# It is a BFP!!!!!!!!!!!!!!!!!!!!!!



## samfree (Mar 20, 2005)

Well after 8 tests i think it is true i am pregnant

Month 4 of the Clomid has worked for us, My DH has been taking Proxeed for 6 weeks and selenium, not sure if that would have worked so quickly but what the hell it has.

Can't sleep because i feel so overwhelmed, am gonna call my Gynae first thing and see if she can conifrm things for me.

I am due approx 4/6/06 so 4+2 today

God how mad is that and after them telling us with DH's sperm results we would only conceive using ICSI!

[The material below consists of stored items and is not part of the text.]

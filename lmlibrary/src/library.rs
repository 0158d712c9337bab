//! Library Index
//!
//! Catalogue en mémoire des pistes connues. Les lectures prennent un
//! `RwLock` le temps d'une copie et n'attendent jamais d'E/S ; l'état du
//! cache n'est pas stocké ici mais demandé au coordinateur à chaque appel,
//! il n'est donc jamais périmé.

use crate::catalog::CatalogSource;
use crate::error::{LibraryError, Result};
use crate::record::LibraryRecord;
use lmacquire::{AcquireEvent, Coordinator, Outcome, TrackStatus};
use lmcache::TrackId;
use lmfetch::TrackMetadata;
use std::collections::{BTreeMap, HashMap};
use std::sync::{Arc, PoisonError, RwLock, RwLockReadGuard, RwLockWriteGuard};
use std::time::Duration;
use tokio::sync::broadcast::error::RecvError;
use tokio::task::JoinHandle;
use tracing::{debug, info, warn};

/// Groupe des pistes sans artiste connu
pub const UNKNOWN_ARTIST: &str = "Unknown";

/// Provenance d'une fiche
#[derive(Debug, Clone, Copy, PartialEq, Eq)]
enum Origin {
    /// Fournie par la dernière synchronisation du catalogue
    Catalog,
    /// Ajoutée localement ou apprise des métadonnées du fetcher
    Local,
}

#[derive(Debug, Clone)]
struct Known {
    record: LibraryRecord,
    origin: Origin,
}

/// Catalogue des pistes connues, adossé au coordinateur pour l'état du cache
pub struct Library {
    coordinator: Coordinator,
    records: RwLock<HashMap<TrackId, Known>>,
}

impl std::fmt::Debug for Library {
    fn fmt(&self, f: &mut std::fmt::Formatter<'_>) -> std::fmt::Result {
        f.debug_struct("Library")
            .field("records", &self.len())
            .finish()
    }
}

impl Library {
    pub fn new(coordinator: Coordinator) -> Self {
        Self {
            coordinator,
            records: RwLock::new(HashMap::new()),
        }
    }

    pub fn coordinator(&self) -> &Coordinator {
        &self.coordinator
    }

    fn read(&self) -> RwLockReadGuard<'_, HashMap<TrackId, Known>> {
        self.records.read().unwrap_or_else(PoisonError::into_inner)
    }

    fn write(&self) -> RwLockWriteGuard<'_, HashMap<TrackId, Known>> {
        self.records.write().unwrap_or_else(PoisonError::into_inner)
    }

    /// Retourne la fiche d'une piste, ou `NotFound`
    pub fn resolve(&self, id: &TrackId) -> Result<LibraryRecord> {
        self.read()
            .get(id)
            .map(|known| known.record.clone())
            .ok_or_else(|| LibraryError::NotFound(id.clone()))
    }

    pub fn contains(&self, id: &TrackId) -> bool {
        self.read().contains_key(id)
    }

    pub fn len(&self) -> usize {
        self.read().len()
    }

    pub fn is_empty(&self) -> bool {
        self.read().is_empty()
    }

    /// État courant d'une piste connue (délégué au coordinateur)
    pub async fn status(&self, id: &TrackId) -> Result<TrackStatus> {
        if !self.contains(id) {
            return Err(LibraryError::NotFound(id.clone()));
        }
        Ok(self.coordinator.status(id).await?)
    }

    /// Toutes les fiches, triées par artiste puis titre
    pub fn list(&self) -> Vec<LibraryRecord> {
        let mut records: Vec<LibraryRecord> =
            self.read().values().map(|known| known.record.clone()).collect();
        records.sort_by(|a, b| {
            a.artist
                .cmp(&b.artist)
                .then_with(|| a.title.cmp(&b.title))
                .then_with(|| a.id.cmp(&b.id))
        });
        records
    }

    /// Fiches dont le titre, un artiste ou l'album contient chaque mot de `query`
    pub fn search(&self, query: &str) -> Vec<LibraryRecord> {
        let mut records = self.list();
        records.retain(|record| record.matches(query));
        records
    }

    /// Fiches regroupées par artiste principal, chaque groupe trié par titre
    ///
    /// Les pistes sans artiste sont rangées sous [`UNKNOWN_ARTIST`].
    pub fn group_by_artist(&self) -> BTreeMap<String, Vec<LibraryRecord>> {
        let mut groups: BTreeMap<String, Vec<LibraryRecord>> = BTreeMap::new();
        for record in self.list() {
            let artist = record.primary_artist().unwrap_or(UNKNOWN_ARTIST).to_string();
            groups.entry(artist).or_default().push(record);
        }
        for records in groups.values_mut() {
            records.sort_by(|a, b| a.title.cmp(&b.title).then_with(|| a.id.cmp(&b.id)));
        }
        groups
    }

    /// Toutes les fiches avec l'état de leur artefact
    pub async fn list_with_status(&self) -> Result<Vec<(LibraryRecord, TrackStatus)>> {
        self.with_status(self.list()).await
    }

    /// Associe à chaque fiche l'état courant de son artefact
    pub async fn with_status(
        &self,
        records: Vec<LibraryRecord>,
    ) -> Result<Vec<(LibraryRecord, TrackStatus)>> {
        let mut out = Vec::with_capacity(records.len());
        for record in records {
            let status = self.coordinator.status(&record.id).await?;
            out.push((record, status));
        }
        Ok(out)
    }

    /// Ajoute ou remplace une fiche ; retourne la précédente
    pub fn upsert(&self, mut record: LibraryRecord) -> Option<LibraryRecord> {
        record.normalize();
        let id = record.id.clone();
        let previous = self.write().insert(
            id.clone(),
            Known {
                record,
                origin: Origin::Local,
            },
        );
        debug!(track = %id, "Library record upserted");
        previous.map(|known| known.record)
    }

    /// Retire une fiche (l'artefact éventuel reste en cache)
    pub fn remove(&self, id: &TrackId) -> Option<LibraryRecord> {
        self.write().remove(id).map(|known| known.record)
    }

    /// Complète une fiche avec les métadonnées du fetcher, ou la crée
    pub fn merge_metadata(&self, id: &TrackId, metadata: &TrackMetadata) -> LibraryRecord {
        let mut records = self.write();
        let known = records.entry(id.clone()).or_insert_with(|| Known {
            record: LibraryRecord::from_metadata(id.clone(), metadata),
            origin: Origin::Local,
        });
        known.record.merge_metadata(metadata);
        known.record.clone()
    }

    /// Remplace les fiches du catalogue par celles de `source`
    ///
    /// Les fiches locales sont conservées ; quand le catalogue fournit la
    /// même piste, sa fiche l'emporte et les champs manquants sont repris
    /// de la fiche locale. Retourne le nombre de fiches du catalogue.
    pub async fn refresh(&self, source: &dyn CatalogSource) -> Result<usize> {
        let fetched = source.fetch_records().await?;
        let count = fetched.len();

        let mut records = self.write();
        records.retain(|_, known| known.origin == Origin::Local);
        for mut record in fetched {
            if let Some(local) = records.get(&record.id) {
                record.fill_from(&local.record);
            }
            records.insert(
                record.id.clone(),
                Known {
                    record,
                    origin: Origin::Catalog,
                },
            );
        }
        let total = records.len();
        drop(records);

        info!(
            source = source.name(),
            catalog = count,
            total,
            "Library refreshed"
        );
        Ok(count)
    }

    /// Relance [`refresh`](Self::refresh) périodiquement (la première fois immédiatement)
    pub fn spawn_refresh(
        self: Arc<Self>,
        source: Arc<dyn CatalogSource>,
        interval: Duration,
    ) -> JoinHandle<()> {
        tokio::spawn(async move {
            let mut ticker = tokio::time::interval(interval.max(Duration::from_secs(1)));
            loop {
                ticker.tick().await;
                if let Err(e) = self.refresh(source.as_ref()).await {
                    warn!(source = source.name(), "Library refresh failed: {}", e);
                }
            }
        })
    }

    /// Reporte dans le catalogue les métadonnées des pistes téléchargées
    pub fn follow_acquisitions(self: Arc<Self>) -> JoinHandle<()> {
        let mut events = self.coordinator.subscribe();
        tokio::spawn(async move {
            loop {
                match events.recv().await {
                    Ok(AcquireEvent::Ready {
                        id,
                        metadata: Some(metadata),
                        ..
                    }) => {
                        self.merge_metadata(&id, &metadata);
                    }
                    Ok(_) => {}
                    Err(RecvError::Lagged(skipped)) => {
                        warn!(skipped, "Library missed acquisition events");
                    }
                    Err(RecvError::Closed) => break,
                }
            }
        })
    }

    /// Garantit que l'artefact d'une piste connue est en cache
    pub async fn ensure_cached(&self, id: &TrackId) -> Result<Outcome> {
        let record = self.resolve(id)?;
        Ok(self.coordinator.ensure_cached_from(id, record.reference()).await)
    }

    /// Lance le téléchargement d'une piste connue en arrière-plan
    pub async fn prefetch(&self, id: &TrackId) -> Result<TrackStatus> {
        let record = self.resolve(id)?;
        Ok(self.coordinator.prefetch(id, record.reference()).await?)
    }
}
//! Pistes récemment écoutées

use crate::record::LibraryRecord;
use std::collections::VecDeque;
use std::sync::{Mutex, MutexGuard, PoisonError};

pub const DEFAULT_HISTORY_SIZE: usize = 10;

/// Historique borné, le plus récent en tête
///
/// Rejouer une piste déjà présente la remonte en tête sans doublon.
#[derive(Debug)]
pub struct History {
    capacity: usize,
    tracks: Mutex<VecDeque<LibraryRecord>>,
}

impl Default for History {
    fn default() -> Self {
        Self::new(DEFAULT_HISTORY_SIZE)
    }
}

impl History {
    pub fn new(capacity: usize) -> Self {
        let capacity = capacity.max(1);
        Self {
            capacity,
            tracks: Mutex::new(VecDeque::with_capacity(capacity)),
        }
    }

    fn lock(&self) -> MutexGuard<'_, VecDeque<LibraryRecord>> {
        self.tracks.lock().unwrap_or_else(PoisonError::into_inner)
    }

    pub fn capacity(&self) -> usize {
        self.capacity
    }

    /// Ajoute une piste en tête et retourne l'historique à jour
    pub fn push(&self, record: LibraryRecord) -> Vec<LibraryRecord> {
        let mut tracks = self.lock();
        if let Some(pos) = tracks.iter().position(|t| t.id == record.id) {
            tracks.remove(pos);
        }
        tracks.push_front(record);
        tracks.truncate(self.capacity);
        tracks.iter().cloned().collect()
    }

    pub fn list(&self) -> Vec<LibraryRecord> {
        self.lock().iter().cloned().collect()
    }

    pub fn clear(&self) {
        self.lock().clear();
    }
}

I hope you all get your balloons very soon, and wil keep checking in on you.

Samxxx


----------



## ayla (Nov 11, 2002)

CONGRATULATIONS!!!!!!!!!!!!


----------



## Debs (Mar 22, 2002)

​
*Congratulations Sam

Wishing you a healthy and happy pg

Love

Debs xxx*​
  ​


----------



## baby maggie (Jul 26, 2005)

Thats fantastic Sam


----------



## zara2005 (Aug 24, 2005)

sam 

wat wonderul news!!!!
i am so happy 4 u......hope u have a healthy pregnancy and a lovely healthy baby.
thanx for giving us all some hope 

zara


----------



## *Kim* (May 5, 2002)

Sam

Thats brilliant news, so so pleased for you. Take care and look after that precious cargo.

Love Kimx  x x


----------



## wannabemum42 (Sep 12, 2005)

Happy days !!!!

Sincere congratulations.

Love Diane and Mark.

xxxxxxxxxxxxxxxxxx


----------



## Pilchardcat (Feb 1, 2003)

Hiya Sam

Thats wonderful news, congrats !  Guess you wont' need that lap op now in November  !

Take care
Amanda


----------



## baby whisper (Sep 22, 2004)

Congratulations Sam

Wishing you a healthy and happy pg ahead

love baby whisper


----------



## Twinkle75 (Mar 16, 2005)

Congratulations - that's great news. Take lots of care.  

x


----------



## Yoda (Feb 24, 2005)

Sam & DH (Beautiful photograph)

  

Congratulationssssssssssssssss

Happy Pregnancy & Birth

Love YodaXX


----------



## flowerpot (Jan 20, 2005)

HUGE CONGRATULATIONS!!!!!!  i am so thrilled for you.

Enjoy every moment xxx


----------



## KerryB (Mar 7, 2005)

Congrats Sam, so pleased for you both.

Enjoy!

xxxxx


----------



## blanche (May 21, 2005)

CONGRATULATIONS SAM,
THAT'S FANTASTIC NEWS 
HAPPY AND HEALTHY 9 MONTHS 
BLANCHE.......


----------



## Charlies-Mum (May 25, 2005)

Congrats Sam

Wishing you a healthy pregnancy.

Debs


----------



## tracyb (Aug 29, 2005)

Congratulations Sam, I am so happy for you both.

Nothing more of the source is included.